(Beginning of Data provided)

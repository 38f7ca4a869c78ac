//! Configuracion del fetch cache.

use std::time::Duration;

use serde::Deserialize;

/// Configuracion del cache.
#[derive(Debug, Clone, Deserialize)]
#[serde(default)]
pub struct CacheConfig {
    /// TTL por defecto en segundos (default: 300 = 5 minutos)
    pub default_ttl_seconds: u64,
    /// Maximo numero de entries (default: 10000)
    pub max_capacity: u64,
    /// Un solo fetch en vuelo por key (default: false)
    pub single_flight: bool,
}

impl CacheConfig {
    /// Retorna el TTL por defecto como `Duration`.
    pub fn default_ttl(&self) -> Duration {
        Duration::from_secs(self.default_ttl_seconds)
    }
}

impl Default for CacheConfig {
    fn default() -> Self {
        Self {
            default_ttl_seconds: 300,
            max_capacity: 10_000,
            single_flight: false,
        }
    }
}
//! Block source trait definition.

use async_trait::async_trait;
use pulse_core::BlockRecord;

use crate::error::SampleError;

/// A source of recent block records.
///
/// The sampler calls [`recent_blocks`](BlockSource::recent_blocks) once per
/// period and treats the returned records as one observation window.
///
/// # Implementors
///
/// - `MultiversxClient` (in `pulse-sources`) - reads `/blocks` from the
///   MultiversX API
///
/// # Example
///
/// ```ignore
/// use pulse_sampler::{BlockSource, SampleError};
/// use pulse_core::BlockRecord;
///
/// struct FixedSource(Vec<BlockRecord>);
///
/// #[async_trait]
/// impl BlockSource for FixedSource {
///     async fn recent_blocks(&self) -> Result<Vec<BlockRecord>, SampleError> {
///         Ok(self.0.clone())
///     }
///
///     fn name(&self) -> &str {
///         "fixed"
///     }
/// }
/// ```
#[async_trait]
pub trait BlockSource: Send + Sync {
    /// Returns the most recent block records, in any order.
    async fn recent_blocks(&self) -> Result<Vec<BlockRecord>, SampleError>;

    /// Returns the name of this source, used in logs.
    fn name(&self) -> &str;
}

(End of Data provided)
(Beginning of Data provided)

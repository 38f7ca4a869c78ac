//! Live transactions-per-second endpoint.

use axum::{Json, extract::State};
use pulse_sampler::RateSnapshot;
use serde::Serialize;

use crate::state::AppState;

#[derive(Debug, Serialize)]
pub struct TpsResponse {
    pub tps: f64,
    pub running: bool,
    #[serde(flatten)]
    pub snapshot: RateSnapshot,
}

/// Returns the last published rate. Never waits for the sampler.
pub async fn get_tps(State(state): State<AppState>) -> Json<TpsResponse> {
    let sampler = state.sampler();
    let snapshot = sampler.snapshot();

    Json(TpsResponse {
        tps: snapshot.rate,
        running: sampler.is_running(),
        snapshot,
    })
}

(End of Data provided)
(Beginning of Data provided)

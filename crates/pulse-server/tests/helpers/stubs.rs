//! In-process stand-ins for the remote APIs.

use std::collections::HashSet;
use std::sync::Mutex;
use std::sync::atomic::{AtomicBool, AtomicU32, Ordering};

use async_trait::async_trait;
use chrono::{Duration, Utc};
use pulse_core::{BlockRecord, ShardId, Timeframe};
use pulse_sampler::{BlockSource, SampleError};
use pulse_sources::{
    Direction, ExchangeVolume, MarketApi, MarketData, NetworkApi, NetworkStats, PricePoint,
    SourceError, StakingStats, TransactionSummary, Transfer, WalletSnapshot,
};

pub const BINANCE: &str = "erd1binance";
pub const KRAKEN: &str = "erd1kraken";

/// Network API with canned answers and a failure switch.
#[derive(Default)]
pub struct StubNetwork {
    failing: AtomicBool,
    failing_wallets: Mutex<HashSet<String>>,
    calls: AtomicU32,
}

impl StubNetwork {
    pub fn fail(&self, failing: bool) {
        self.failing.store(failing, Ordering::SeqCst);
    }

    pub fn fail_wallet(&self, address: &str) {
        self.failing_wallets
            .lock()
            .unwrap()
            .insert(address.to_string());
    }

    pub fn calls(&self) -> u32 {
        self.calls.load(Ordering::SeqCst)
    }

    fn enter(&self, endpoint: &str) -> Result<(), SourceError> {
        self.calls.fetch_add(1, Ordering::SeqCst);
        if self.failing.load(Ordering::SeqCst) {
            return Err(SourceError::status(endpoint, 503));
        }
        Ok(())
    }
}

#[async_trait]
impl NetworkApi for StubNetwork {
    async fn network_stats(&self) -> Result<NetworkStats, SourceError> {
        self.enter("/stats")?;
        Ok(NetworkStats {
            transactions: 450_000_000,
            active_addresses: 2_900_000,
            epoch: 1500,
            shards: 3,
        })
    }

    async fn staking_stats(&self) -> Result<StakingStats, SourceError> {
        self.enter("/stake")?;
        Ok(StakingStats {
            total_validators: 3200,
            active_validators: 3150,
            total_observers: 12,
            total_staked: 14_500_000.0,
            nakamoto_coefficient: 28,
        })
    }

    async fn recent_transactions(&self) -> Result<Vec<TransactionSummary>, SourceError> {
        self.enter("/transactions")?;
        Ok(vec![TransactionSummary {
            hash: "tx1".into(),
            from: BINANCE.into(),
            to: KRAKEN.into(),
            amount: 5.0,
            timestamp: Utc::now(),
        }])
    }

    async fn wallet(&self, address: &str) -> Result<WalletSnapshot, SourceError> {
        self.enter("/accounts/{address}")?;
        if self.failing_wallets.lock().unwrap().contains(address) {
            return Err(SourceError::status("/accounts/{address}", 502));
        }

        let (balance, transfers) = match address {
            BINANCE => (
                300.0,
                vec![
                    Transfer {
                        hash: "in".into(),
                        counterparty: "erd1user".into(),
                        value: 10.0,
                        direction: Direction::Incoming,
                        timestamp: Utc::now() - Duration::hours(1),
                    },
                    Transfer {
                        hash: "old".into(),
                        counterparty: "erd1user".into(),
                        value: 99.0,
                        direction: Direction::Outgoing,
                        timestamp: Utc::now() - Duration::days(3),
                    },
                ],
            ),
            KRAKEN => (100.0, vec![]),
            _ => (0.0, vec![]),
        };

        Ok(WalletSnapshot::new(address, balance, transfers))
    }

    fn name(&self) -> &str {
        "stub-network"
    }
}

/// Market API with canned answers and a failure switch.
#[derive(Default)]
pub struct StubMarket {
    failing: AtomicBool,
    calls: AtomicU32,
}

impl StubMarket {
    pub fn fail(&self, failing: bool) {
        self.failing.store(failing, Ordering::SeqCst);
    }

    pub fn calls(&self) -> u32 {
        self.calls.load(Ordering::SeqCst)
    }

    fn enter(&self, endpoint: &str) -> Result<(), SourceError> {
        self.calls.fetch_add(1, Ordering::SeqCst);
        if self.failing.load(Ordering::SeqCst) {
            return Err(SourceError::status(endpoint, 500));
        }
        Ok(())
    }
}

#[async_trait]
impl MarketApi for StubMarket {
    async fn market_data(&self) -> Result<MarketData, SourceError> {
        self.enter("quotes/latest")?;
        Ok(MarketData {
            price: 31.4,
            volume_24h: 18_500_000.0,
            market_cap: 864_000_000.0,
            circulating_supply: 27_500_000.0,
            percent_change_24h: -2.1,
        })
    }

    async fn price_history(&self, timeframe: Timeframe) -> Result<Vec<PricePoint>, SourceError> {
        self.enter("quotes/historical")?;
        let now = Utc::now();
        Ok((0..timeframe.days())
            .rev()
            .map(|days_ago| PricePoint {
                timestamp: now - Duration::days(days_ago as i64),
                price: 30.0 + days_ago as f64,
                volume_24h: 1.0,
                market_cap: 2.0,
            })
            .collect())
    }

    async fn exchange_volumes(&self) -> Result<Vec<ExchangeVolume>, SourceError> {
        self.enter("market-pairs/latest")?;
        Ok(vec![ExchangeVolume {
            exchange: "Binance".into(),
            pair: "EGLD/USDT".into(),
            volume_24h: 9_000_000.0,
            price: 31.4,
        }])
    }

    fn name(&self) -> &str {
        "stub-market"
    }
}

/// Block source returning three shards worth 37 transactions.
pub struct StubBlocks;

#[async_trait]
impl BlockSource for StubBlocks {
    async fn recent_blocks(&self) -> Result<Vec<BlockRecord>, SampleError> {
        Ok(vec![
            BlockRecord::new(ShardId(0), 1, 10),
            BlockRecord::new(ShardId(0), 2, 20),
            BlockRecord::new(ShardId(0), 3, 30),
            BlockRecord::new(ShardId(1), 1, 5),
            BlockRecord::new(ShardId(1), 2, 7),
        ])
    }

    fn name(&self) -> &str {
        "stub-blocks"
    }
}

(End of Data provided)

About this task → When the word "Json" shows up in a line of the entries, report that line.

Result below →
use axum::{Json, extract::State};
pub async fn get_tps(State(state): State<AppState>) -> Json<TpsResponse> {
    Json(TpsResponse {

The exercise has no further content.